Artificial intelligence deciphers genetic instructions
A German-American team of scientists have deciphered some of the more elusive instructions encoded in DNA with the help of artificial intelligence (AI). Their neural network trained on high-resolution maps of protein-DNA interactions uncovers subtle DNA sequence patterns throughout the genome, thus providing a deeper understanding of how these sequences are organised to regulate genes.
Artificial intelligence algorithms are extremely powerful at fitting massive and complex datasets. But their interpretation, rationalising how the machine performs specific predictions when presented a given input, is notoriously hard. This black box behaviour hampers wide acceptation of AI in medical diagnostics, where justifications matter, and restrain their utility in natural sciences where understanding mechanisms is the goal.
'Neural networks are black boxes, but they can be interrogated digitally. So, with a large number of virtual experiments, we figured out the rules the neural net learned’ says first author Dr Žiga Avsec, member of the group of Julien Gagneur, professor of computational molecular medicine at the Technical University of Munich. Together with Anshul Kundaje, professor at Stanford University, he created the first version of the model when he visited Stanford as a guest scientist. An interdisciplinary team of biologists and computational researchers continued this research and have now shown that neural networks can be used to decipher complex instructions encoded in DNA.
Researchers working on this project from the Technical University of Munich, the Stowers Institute for Medical Research and Stanford University continued are employing neural networks, such as those used for facial recognition, together with newly developed model interpretation techniques that can be used to decipher complex instructions encoded in DNA.
One of the big unsolved problems in biology is the genome’s second code, its regulatory code.

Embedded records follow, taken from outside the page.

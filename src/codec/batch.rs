//! Batch delete result decoding.

use super::documents::expect_root;
use super::Element;
use crate::batch::{DeleteFailure, DeleteOutcome, DeleteSuccess};
use crate::error::ResponseError;

const DOCUMENT: &str = "DeleteResult";

/// Decode a DeleteResult document into per-key outcomes, in document order.
///
/// `<Deleted>` entries become successes and `<Error>` entries failures; any
/// other entry is a protocol violation.
pub fn decode_delete_result(body: &[u8]) -> Result<Vec<DeleteOutcome>, ResponseError> {
    let root = Element::parse(body)?;
    expect_root(&root, DOCUMENT)?;

    root.children
        .iter()
        .map(|entry| match entry.name.as_str() {
            "Deleted" => Ok(DeleteOutcome::Success(DeleteSuccess {
                key: entry.required_text("Key", DOCUMENT)?,
                version_id: entry.child_text("VersionId"),
                delete_marker: entry.child_bool("DeleteMarker"),
                delete_marker_version_id: entry.child_text("DeleteMarkerVersionId"),
            })),
            "Error" => Ok(DeleteOutcome::Error(DeleteFailure {
                key: entry.required_text("Key", DOCUMENT)?,
                version_id: entry.child_text("VersionId"),
                code: entry.required_text("Code", DOCUMENT)?,
                message: entry.child_text("Message").unwrap_or_default(),
            })),
            other => Err(ResponseError::UnknownElement {
                element: other.to_string(),
                document: DOCUMENT,
            }),
        })
        .collect()
}
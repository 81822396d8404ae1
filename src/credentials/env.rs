//! Credentials from environment variables.

use super::AwsCredentials;
use std::env;

/// Access key ID variable.
pub const AWS_ACCESS_KEY_ID: &str = "AWS_ACCESS_KEY_ID";
/// Secret access key variable.
pub const AWS_SECRET_ACCESS_KEY: &str = "AWS_SECRET_ACCESS_KEY";
/// Optional session token variable.
pub const AWS_SESSION_TOKEN: &str = "AWS_SESSION_TOKEN";

fn non_empty(name: &str) -> Option<String> {
    env::var(name).ok().filter(|v| !v.is_empty())
}

pub(super) fn load() -> Option<AwsCredentials> {
    let access_key_id = non_empty(AWS_ACCESS_KEY_ID)?;
    let secret_access_key = non_empty(AWS_SECRET_ACCESS_KEY)?;

    Some(match non_empty(AWS_SESSION_TOKEN) {
        Some(token) => AwsCredentials::with_session_token(access_key_id, secret_access_key, token),
        None => AwsCredentials::new(access_key_id, secret_access_key),
    })
}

The DNA bases encode not only the instructions for how to build proteins, but also when and where to make these proteins in an organism.
The regulatory code is read by proteins called transcription factors that bind to short stretches of DNA called motifs. However, how particular combinations and arrangements of motifs specify regulatory activity is an extremely complex problem that has been hard to pin down.
DNA binding experiments and computational modelling going hand in hand
The key was to perform transcription factor-DNA binding experiments and computational modelling at the highest possible resolution, down to the level of individual DNA bases. The increased resolution allowed the team not only to train highly accurate neural network models but also to extract the key elements and patterns from the models, including transcription factor binding motifs and the combinatorial rules by which they function together as code.
Applied to master regulators of stem cell differentiation and confirmed experimentally by CRISPR, the approach revealed complex rules involving a precise positioning along the DNA double helix and specific ordering of events.
‘This was extremely satisfying,’ commented project leader Julia Zeitlinger, investigator at the Stowers Institute and professor at the University of Kansas Medical Center, ‘as the results fit beautifully with existing experimental results, and also revealed novel insights that surprised us.’
A pattern becomes visible: how Nanog binds to DNA
For example, the researchers found that a well-studied transcription factor called Nanog binds cooperatively to DNA when multiples of its motif are present in a periodic fashion such that they appear on the same side of the spiralling DNA helix.
‘There has been a long trail of experimental evidence that such motif periodicity sometimes exists in the regulatory code,’ Zeitlinger stated. However, the exact circumstances were elusive, and Nanog had not been a suspect. Discovering that Nanog has such a pattern, and seeing additional details of its interactions, was surprising because we did not specifically search for this pattern.”
‘This is the key advantage of using neural networks for this task. A classic computational model is built on hand-crafted, rigid rules to ensure that it can be interpreted,’ says Avsec. ‘However, biology is extremely rich and complicated. By abandoning the need to interpret individual parameters, we can train much more flexible and nuanced models that capture any biological phenomena, including those yet unknown.’
A powerful bottom-up approach
This neural net model – named BPNet for Base Pair Network – is a powerful bottom-up approach similar to facial recognition in images, where a neural network first detects edges in the pixels, then learns how edges form facial elements like the eye, nose or mouth, and finally how facial elements together form a face.
Instead of learning from pixels, BPNet learns from the raw DNA sequence and learns to detect sequence motifs and eventually the higher-order rules by which the elements predict the base-resolution binding data.
Both the Zeitlinger Lab and the Kundaje Lab are already using BPNet to reliably identify binding motifs for other cell types, relate motifs to biophysical parameters and learn other structural features in the genome such as those associated with DNA packaging. To enable other scientists to use BPNet and adapt it for their own needs, the researchers have made the entire software framework available with documentation and tutorials.
This work was supported by in part by the Stowers Institute for Medical Research and the National Human Genome Research Institute and National Institute of General Medical Sciences of the National Institutes of Health (NIH). Additional support included the German Federal Ministry of Education and Research and a Stanford BioX Fellowship and Howard Hughes Medical Institute International Student Research Fellowship.
Gene sequencing was performed at the Stowers Institute for Medical Research and the University of Kansas Medical Center Genomics Core supported by the NIH awards from the National Institute of Child Health and Human Development and the National Institute of General Medical Sciences.